DTrace was initially implemented in Sun's Solaris 10 system, but has been (at least in part) ported to FreeBSD, and its integration announced into a future version of MacOS X. (Linux has KProbe, which is also a dynamic instrumentation tool, but apparently limited to the kernel.)
Most DTrace usage so far has focused on traditional application and OS issues such as virtual memory, file I/O, CPU, and lock contention issues. But in principle it would be very attractive for network performance debugging, in particular because it can facilitate measurements over several "layers" fairly seamlessly.

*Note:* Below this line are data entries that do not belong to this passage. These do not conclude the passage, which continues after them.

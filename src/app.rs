use crossterm::event::{KeyCode, KeyEvent, KeyEventKind, KeyModifiers};

use crate::clock::TickOutcome;
use crate::game::GameState;
use crate::runtime::GameEvent;

/// What the event loop should do after an event was handled
#[derive(Debug, Clone, Copy, PartialEq, Eq)]
pub enum Control {
    Continue,
    Redraw,
    Quit,
}

/// Presentation-side wrapper around the game. It only reads game state and
/// talks to the game through its commands.
#[derive(Debug)]
pub struct App {
    pub game: GameState,
}

impl App {
    pub fn new(game: GameState) -> Self {
        Self { game }
    }

    pub fn handle_event(&mut self, event: GameEvent) -> Control {
        match event {
            GameEvent::Key(key) => self.handle_key(key),
            GameEvent::Tick(session) => match self.game.deliver_tick(session) {
                TickOutcome::Ignored => Control::Continue,
                TickOutcome::Ticked(_) | TickOutcome::Expired => Control::Redraw,
            },
            GameEvent::Resize => Control::Redraw,
            GameEvent::Frame => Control::Continue,
        }
    }

    fn handle_key(&mut self, key: KeyEvent) -> Control {
        // Only process Press events, ignore Release and Repeat to avoid double input
        if key.kind != KeyEventKind::Press {
            return Control::Continue;
        }

        match key.code {
            KeyCode::Esc => Control::Quit,
            KeyCode::Char('c') if key.modifiers.contains(KeyModifiers::CONTROL) => Control::Quit,
            KeyCode::Enter if self.game.is_game_over() => {
                self.game.new_game();
                Control::Redraw
            }
            KeyCode::Char(c)
                if !key
                    .modifiers
                    .intersects(KeyModifiers::CONTROL | KeyModifiers::ALT) =>
            {
                match self.game.guess_letter(c.to_ascii_lowercase()) {
                    Ok(_) => Control::Redraw,
                    Err(e) => {
                        log::debug!("ignoring key {c:?}: {e}");
                        Control::Continue
                    }
                }
            }
            _ => Control::Continue,
        }
    }
}
use crate::error::{GameError, GameResult};
use include_dir::{include_dir, Dir};
use rand::{rngs::StdRng, Rng, SeedableRng};
use serde::{Deserialize, Serialize};
use serde_json::from_str;
use std::fs;
use std::io;
use std::path::Path;

static DATA_DIR: Dir = include_dir!("$CARGO_MANIFEST_DIR/src/data");

/// Flavor text shown after a wrong guess; `{}` is replaced by the language name.
pub const FAREWELL_TEMPLATES: [&str; 12] = [
    "Farewell, {}",
    "Adios, {}",
    "R.I.P., {}",
    "We'll miss you, {}",
    "Oh no, not {}!",
    "{} bites the dust",
    "Gone but not forgotten, {}",
    "The end of {} as we know it",
    "Off into the sunset, {}",
    "{}, it's been real",
    "{}, your watch has ended",
    "{} has left the building",
];

/// A language label. Each one stands for a wrong guess the player can afford.
#[derive(Serialize, Deserialize, Clone, Debug, PartialEq, Eq)]
pub struct Language {
    pub name: String,
    /// Chip background colour as `#RRGGBB`
    pub background: String,
    /// Chip text colour as `#RRGGBB`
    pub foreground: String,
}

impl Language {
    pub fn new(name: &str, background: &str, foreground: &str) -> Self {
        Self {
            name: name.to_string(),
            background: background.to_string(),
            foreground: foreground.to_string(),
        }
    }

    pub fn background_rgb(&self) -> Option<(u8, u8, u8)> {
        parse_hex_colour(&self.background)
    }

    pub fn foreground_rgb(&self) -> Option<(u8, u8, u8)> {
        parse_hex_colour(&self.foreground)
    }
}

fn parse_hex_colour(hex: &str) -> Option<(u8, u8, u8)> {
    let digits = hex.strip_prefix('#')?;
    if digits.len() != 6 || !digits.is_ascii() {
        return None;
    }
    let channel = |range: std::ops::Range<usize>| u8::from_str_radix(&digits[range], 16).ok();
    Some((channel(0..2)?, channel(2..4)?, channel(4..6)?))
}

#[derive(Deserialize, Debug)]
struct WordFile {
    name: String,
    size: u32,
    words: Vec<String>,
}

#[derive(Deserialize, Debug)]
struct LanguageFile {
    name: String,
    size: u32,
    languages: Vec<Language>,
}

fn embedded_str(file_name: &str) -> &'static str {
    DATA_DIR
        .get_file(file_name)
        .expect("Data file not found")
        .contents_utf8()
        .expect("Unable to interpret data file as a string")
}

/// The built-in candidate word list.
pub fn default_words() -> Vec<String> {
    let file: WordFile =
        from_str(embedded_str("words.json")).expect("Unable to deserialize word list json");
    log::debug!("loaded {} words from the {} list", file.size, file.name);
    file.words
}

/// The built-in language labels, in the order they are lost.
pub fn default_languages() -> Vec<Language> {
    let file: LanguageFile = from_str(embedded_str("languages.json"))
        .expect("Unable to deserialize language list json");
    log::debug!("loaded {} {} labels", file.size, file.name);
    file.languages
}

/// Parse a newline-delimited word list. Blank lines are skipped and words are
/// lowercased; validation happens when the list reaches [`WordBank::new`].
pub fn load_words_from_str(data: &str) -> Vec<String> {
    data.lines()
        .map(|line| line.trim().to_lowercase())
        .filter(|word| !word.is_empty())
        .collect()
}

pub fn load_words_from_file<P: AsRef<Path>>(path: P) -> io::Result<Vec<String>> {
    let data = fs::read_to_string(path)?;
    Ok(load_words_from_str(&data))
}

pub(crate) fn is_valid_word(word: &str) -> bool {
    !word.is_empty() && word.chars().all(|c| c.is_ascii_lowercase())
}

/// Candidate words, language labels and the generator that picks from them.
#[derive(Debug)]
pub struct WordBank {
    words: Vec<String>,
    languages: Vec<Language>,
    rng: StdRng,
}

impl WordBank {
    /// Validates the lists and seeds the generator. `None` seeds from entropy.
    pub fn new(words: Vec<String>, languages: Vec<Language>, seed: Option<u64>) -> GameResult<Self> {
        if words.is_empty() {
            return Err(GameError::EmptyWordList);
        }
        if languages.is_empty() {
            return Err(GameError::EmptyLabelList);
        }
        let words = words
            .into_iter()
            .map(|w| {
                let w = w.trim().to_string();
                if is_valid_word(&w) {
                    Ok(w)
                } else {
                    Err(GameError::InvalidWord(w))
                }
            })
            .collect::<GameResult<Vec<String>>>()?;

        let rng = match seed {
            Some(seed) => StdRng::seed_from_u64(seed),
            None => StdRng::from_entropy(),
        };

        Ok(Self {
            words,
            languages,
            rng,
        })
    }

    /// Uniform pick from the word list.
    pub fn pick_random_word(&mut self) -> String {
        let idx = self.rng.gen_range(0..self.words.len());
        self.words[idx].clone()
    }

    /// Farewell text for the language at `index`, with a randomly chosen template.
    pub fn farewell_for(&mut self, index: usize) -> GameResult<String> {
        let language = self
            .languages
            .get(index)
            .ok_or(GameError::IndexOutOfRange {
                index,
                len: self.languages.len(),
            })?;
        let template = FAREWELL_TEMPLATES[self.rng.gen_range(0..FAREWELL_TEMPLATES.len())];
        Ok(template.replace("{}", &language.name))
    }

    pub fn languages(&self) -> &[Language] {
        &self.languages
    }

    pub fn label_count(&self) -> usize {
        self.languages.len()
    }

    pub fn words(&self) -> &[String] {
        &self.words
    }
}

The proposal for a new Network DTrace provider has been posted to the DTrace communitydiscussionsite on OpenSolaris.org with a call for feedback. Please consider to read the proposal and post your comments from a network performance worker's point of view!
– Main.SimonLeinen - 19 Sep 2006
NDT 3.3.12 Release
Last Wednesday new version of the NetworkDiagnosticTool (NDT) can be downloaded. This version is the product of a "Google Summer of Code" project awarded to Jakub Slawinski. The announcement can be found in the ndt-announce
mailing list archive. Notable new features include IPv6 support, and a distribution of the server side (including Web100-enhanced Linux 2.6.17 kernel) as a bootable Live-CD based on the popular Knoppix system.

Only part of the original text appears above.